将来のインフレ阻止に有利なのもアメリカ、日本は・・

では、もし、通貨安競争の結果として、止まらないインフレが世界中にやってきたとします。今度は、中央銀行はその阻止に動くはずなのですが、そうなった際も、先進国の中で一番有利なポジションにいるのはアメリカです。すでに、金融緩和の出口に立っているのですから、相当有利です。アメリカは、緩和、引き締め、早々にどちらにも動けるニュートラルなポジションを取ろうとし、そうなりつつあります。

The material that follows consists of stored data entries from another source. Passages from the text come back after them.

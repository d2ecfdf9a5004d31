//! Software countdown timers
//!
//! Armed timers sit in one list, in arming order. Every tick of the hardware timer
//! advances the time base and walks the list once: a timer with at most one granule
//! left fires, anything else loses one granule. A fired timer moves onto the normal
//! queue and is dispatched like any other event.
//!
//! Timers do not repeat on their own. A periodic task calls [`Scheduler::restart`]
//! from its handler.
//!
//! The hardware tick interrupt only posts the internal tick event through
//! [`TickSource`], so the list walk runs in the dispatch loop, ahead of normal work.

use embassy_sync::blocking_mutex::raw::RawMutex;

use crate::driver::interrupt::InterruptSource;
use crate::event::{EventId, Exhausted, NORMAL_QUEUE, Scheduler, TIMER_LIST};
use crate::time::{Duration, Instant};

/// Handle of a timer slot
#[derive(Debug, Copy, Clone, PartialEq, Eq, Hash)]
#[cfg_attr(feature = "defmt", derive(defmt::Format))]
pub struct TimerId(EventId);

impl TimerId {
    /// Event posted when the timer fires
    pub const fn event(self) -> EventId {
        self.0
    }
}

impl From<TimerId> for EventId {
    fn from(value: TimerId) -> Self {
        value.0
    }
}

#[derive(Debug, Copy, Clone, PartialEq, Eq)]
#[cfg_attr(feature = "defmt", derive(defmt::Format))]
pub enum TimerState {
    /// Not counting and not waiting for dispatch
    Idle,
    /// Counting down in the timer list
    Armed,
    /// Expired and waiting in a scheduler queue
    Fired,
}

#[derive(Clone, Copy)]
pub(crate) struct Countdown {
    remaining: Duration,
    reload: Duration,
}

impl Countdown {
    const ZERO: Duration = Duration::from_ticks(0);

    const fn new() -> Self {
        Self {
            remaining: Self::ZERO,
            reload: Self::ZERO,
        }
    }
}

impl<M: RawMutex, K: Copy, const N: usize> Scheduler<M, K, N> {
    /// Binds a new timer to the task value. The timer starts idle.
    pub fn create_timer(&self, task: K) -> Result<TimerId, Exhausted> {
        self.allocate(task, Some(Countdown::new())).map(TimerId)
    }

    fn with_countdown<T>(
        &self,
        timer: TimerId,
        f: impl FnOnce(&mut crate::event::Inner<K, N>, &mut Countdown) -> T,
    ) -> T {
        self.with_inner(|inner| {
            let node = inner.check(timer.0);
            let mut countdown = unwrap!(inner.slots[node.index()].countdown);
            let res = f(inner, &mut countdown);
            inner.slots[node.index()].countdown = Some(countdown);
            res
        })
    }

    /// Arms the timer to fire after `period`.
    ///
    /// A period shorter than the tick granularity could expire anywhere within the next
    /// tick, so such a request leaves the timer untouched. Starting an armed timer
    /// replaces its period.
    pub fn start(&self, timer: TimerId, period: Duration) {
        if period < self.granularity {
            warn!(
                "timer {} period {} us below tick granularity, not armed",
                timer.0.into_u8(),
                period.as_micros()
            );
            return;
        }
        self.with_countdown(timer, |inner, countdown| {
            countdown.remaining = period;
            countdown.reload = period;
            let _ = inner.queues.push_back(TIMER_LIST, timer.0.0);
        })
    }

    /// Disarms the timer.
    ///
    /// A timer that already fired stays in its scheduler queue and will still run.
    pub fn stop(&self, timer: TimerId) {
        self.with_inner(|inner| {
            let node = inner.check(timer.0);
            if inner.queues.contains(TIMER_LIST, node) {
                inner.queues.remove(node);
            }
        })
    }

    /// Re-arms the timer with the period of its last start.
    ///
    /// Has no effect on a timer that was never started.
    pub fn restart(&self, timer: TimerId) {
        self.with_countdown(timer, |inner, countdown| {
            if countdown.reload == Countdown::ZERO {
                return;
            }
            countdown.remaining = countdown.reload;
            let _ = inner.queues.push_back(TIMER_LIST, timer.0.0);
        })
    }

    pub fn timer_state(&self, timer: TimerId) -> TimerState {
        self.with_inner(|inner| {
            let node = inner.check(timer.0);
            match inner.queues.queue_of(node) {
                None => TimerState::Idle,
                Some(TIMER_LIST) => TimerState::Armed,
                Some(_) => TimerState::Fired,
            }
        })
    }

    /// Time left until the timer fires, zero once it has fired
    pub fn remaining(&self, timer: TimerId) -> Duration {
        self.with_countdown(timer, |_, countdown| countdown.remaining)
    }

    /// Monotonic time base, advanced by one granule per handled tick
    pub fn now(&self) -> Instant {
        self.with_inner(|inner| inner.now)
    }

    pub fn granularity(&self) -> Duration {
        self.granularity
    }

    /// Ticks dropped because the previous tick was still waiting for dispatch
    pub fn missed_ticks(&self) -> u32 {
        self.with_inner(|inner| inner.missed_ticks)
    }

    /// Time base handler
    ///
    /// Normally dispatched from the interrupt queue after [`TickSource`] posts the tick
    /// event. The list walk runs in one critical section, so a timer stopped or started
    /// from an interrupt is seen either before or after the whole tick. The lock is held
    /// for O(armed timers).
    pub fn on_tick(&self) {
        let granularity = self.granularity;
        self.with_inner(|inner| {
            inner.now += granularity;
            let mut cursor = inner.queues.front(TIMER_LIST);
            while let Some(node) = cursor {
                cursor = inner.queues.next(node);
                let countdown = unwrap!(inner.slots[node.index()].countdown.as_mut());
                if countdown.remaining <= granularity {
                    countdown.remaining = Countdown::ZERO;
                    inner.queues.remove(node);
                    let _ = inner.queues.push_back(NORMAL_QUEUE, node);
                } else {
                    countdown.remaining -= granularity;
                }
            }
        })
    }

    /// Interrupt source for the hardware tick
    pub fn tick_source(&self) -> TickSource<'_, M, K, N> {
        TickSource(self)
    }
}

/// Posts the tick event from the hardware tick interrupt.
pub struct TickSource<'a, M: RawMutex, K, const N: usize>(&'a Scheduler<M, K, N>);

impl<M: RawMutex, K: Copy, const N: usize> InterruptSource for TickSource<'_, M, K, N> {
    fn on_event(&self) {
        let scheduler = self.0;
        if scheduler.post_from_interrupt(scheduler.tick).is_err() {
            scheduler.with_inner(|inner| inner.missed_ticks += 1);
        }
    }
}

#[cfg(test)]
mod tests {
    use super::*;
    use core::sync::atomic::{AtomicUsize, Ordering};
    use embassy_sync::blocking_mutex::raw::NoopRawMutex;
    use heapless::Vec;

    #[derive(Debug, Clone, Copy, PartialEq, Eq)]
    enum Task {
        Blink,
        Sample,
    }

    const G: Duration = Duration::from_micros(100);

    type TestScheduler = Scheduler<NoopRawMutex, Task, 8>;

    fn fired(scheduler: &TestScheduler) -> Vec<Task, 8> {
        let mut tasks = Vec::new();
        scheduler.run_once(&mut |_, task| tasks.push(task).unwrap());
        tasks
    }

    #[test]
    fn test_fires_after_exact_tick_count() {
        for k in 1..6u32 {
            let scheduler = TestScheduler::with_granularity(G);
            let timer = scheduler.create_timer(Task::Blink).unwrap();
            scheduler.start(timer, G * k);

            for _ in 0..k - 1 {
                scheduler.on_tick();
                assert_eq!(scheduler.timer_state(timer), TimerState::Armed);
            }
            scheduler.on_tick();
            assert_eq!(scheduler.timer_state(timer), TimerState::Fired);
            assert_eq!(scheduler.remaining(timer), Duration::from_ticks(0));
            assert_eq!(&fired(&scheduler)[..], &[Task::Blink]);
            assert_eq!(scheduler.timer_state(timer), TimerState::Idle);
        }
    }

    static LOCKS: AtomicUsize = AtomicUsize::new(0);

    /// Counts critical sections entered on the scheduler state
    struct CountingRawMutex;

    unsafe impl RawMutex for CountingRawMutex {
        const INIT: Self = CountingRawMutex;

        fn lock<R>(&self, f: impl FnOnce() -> R) -> R {
            LOCKS.fetch_add(1, Ordering::SeqCst);
            f()
        }
    }

    #[test]
    fn test_tick_walk_is_one_critical_section() {
        let scheduler = Scheduler::<CountingRawMutex, Task, 8>::with_granularity(G);
        for period in [G * 5, G, G * 2] {
            let timer = scheduler.create_timer(Task::Sample).unwrap();
            scheduler.start(timer, period);
        }

        let before = LOCKS.load(Ordering::SeqCst);
        scheduler.on_tick();
        assert_eq!(LOCKS.load(Ordering::SeqCst) - before, 1);
    }

    #[test]
    fn test_stopped_timer_leaves_others_on_schedule() {
        let scheduler = TestScheduler::with_granularity(G);
        let slow = scheduler.create_timer(Task::Blink).unwrap();
        let stopped = scheduler.create_timer(Task::Sample).unwrap();
        let due = scheduler.create_timer(Task::Sample).unwrap();
        scheduler.start(slow, G * 5);
        scheduler.start(stopped, G);
        scheduler.start(due, G * 2);

        scheduler.stop(stopped);
        scheduler.on_tick();
        assert!(fired(&scheduler).is_empty());
        assert_eq!(scheduler.remaining(due), G);
        assert_eq!(scheduler.remaining(slow), G * 4);

        scheduler.on_tick();
        assert_eq!(scheduler.timer_state(due), TimerState::Fired);
        assert_eq!(scheduler.timer_state(stopped), TimerState::Idle);
        assert_eq!(&fired(&scheduler)[..], &[Task::Sample]);
        assert_eq!(scheduler.timer_state(slow), TimerState::Armed);
    }

    #[test]
    fn test_partial_granule_rounds_up_to_tick() {
        let scheduler = TestScheduler::with_granularity(G);
        let timer = scheduler.create_timer(Task::Blink).unwrap();
        scheduler.start(timer, Duration::from_micros(250));

        scheduler.on_tick();
        scheduler.on_tick();
        assert_eq!(scheduler.remaining(timer), Duration::from_micros(50));
        scheduler.on_tick();
        assert_eq!(scheduler.timer_state(timer), TimerState::Fired);
    }

    #[test]
    fn test_period_below_granularity_is_ignored() {
        let scheduler = TestScheduler::with_granularity(G);
        let timer = scheduler.create_timer(Task::Blink).unwrap();
        scheduler.start(timer, Duration::from_micros(99));

        assert_eq!(scheduler.timer_state(timer), TimerState::Idle);
        scheduler.on_tick();
        assert!(fired(&scheduler).is_empty());
    }

    #[test]
    fn test_stop_disarms() {
        let scheduler = TestScheduler::with_granularity(G);
        let timer = scheduler.create_timer(Task::Blink).unwrap();
        scheduler.start(timer, G * 2);
        scheduler.on_tick();
        scheduler.stop(timer);
        assert_eq!(scheduler.timer_state(timer), TimerState::Idle);

        for _ in 0..4 {
            scheduler.on_tick();
        }
        assert!(fired(&scheduler).is_empty());
    }

    #[test]
    fn test_stop_after_fire_does_not_recall() {
        let scheduler = TestScheduler::with_granularity(G);
        let timer = scheduler.create_timer(Task::Blink).unwrap();
        scheduler.start(timer, G);
        scheduler.on_tick();
        scheduler.stop(timer);

        assert_eq!(scheduler.timer_state(timer), TimerState::Fired);
        assert_eq!(&fired(&scheduler)[..], &[Task::Blink]);
    }

    #[test]
    fn test_restart_from_handler_makes_periodic_timer() {
        let scheduler = TestScheduler::with_granularity(G);
        let timer = scheduler.create_timer(Task::Blink).unwrap();
        scheduler.start(timer, G * 3);

        let mut runs = 0;
        for _ in 0..12 {
            scheduler.on_tick();
            scheduler.run_once(&mut |_, _| {
                runs += 1;
                scheduler.restart(timer);
            });
        }
        assert_eq!(runs, 4);
    }

    #[test]
    fn test_restart_without_start_is_ignored() {
        let scheduler = TestScheduler::with_granularity(G);
        let timer = scheduler.create_timer(Task::Blink).unwrap();
        scheduler.restart(timer);
        assert_eq!(scheduler.timer_state(timer), TimerState::Idle);
    }

    #[test]
    fn test_timers_fire_independently() {
        let scheduler = TestScheduler::with_granularity(G);
        let slow = scheduler.create_timer(Task::Sample).unwrap();
        let fast = scheduler.create_timer(Task::Blink).unwrap();
        scheduler.start(slow, G * 3);
        scheduler.start(fast, G);

        scheduler.on_tick();
        assert_eq!(&fired(&scheduler)[..], &[Task::Blink]);
        scheduler.on_tick();
        assert!(fired(&scheduler).is_empty());
        scheduler.on_tick();
        assert_eq!(&fired(&scheduler)[..], &[Task::Sample]);
    }

    #[test]
    fn test_tick_source_drives_time_base() {
        let scheduler = TestScheduler::with_granularity(G);
        let timer = scheduler.create_timer(Task::Sample).unwrap();
        scheduler.start(timer, G * 2);
        let source = scheduler.tick_source();

        source.on_event();
        source.on_event();
        assert_eq!(scheduler.missed_ticks(), 1);
        assert!(fired(&scheduler).is_empty());
        assert_eq!(scheduler.now(), Instant::from_ticks(0) + G);

        source.on_event();
        assert_eq!(&fired(&scheduler)[..], &[Task::Sample]);
        assert_eq!(scheduler.now(), Instant::from_ticks(0) + G * 2);
    }
}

そして、ヤバいと言うとか、不利なのは、やはり日本です。日本はインフレが暴発したとき、それを止める準備も、手段もまったくない、という状況に陥ることの想像はそう難くないのではないでしょうか。

ですから、今、どんなにドル円が下落しようとも、将来的なインフレの到来は間違いなく、その後塵を極めそうな日本には、その代償として、相当な通貨安が訪れる可能性があるのではないでしょうか。それはドル円200円超の世界ではないかと思っていますが、妄想でしょうか?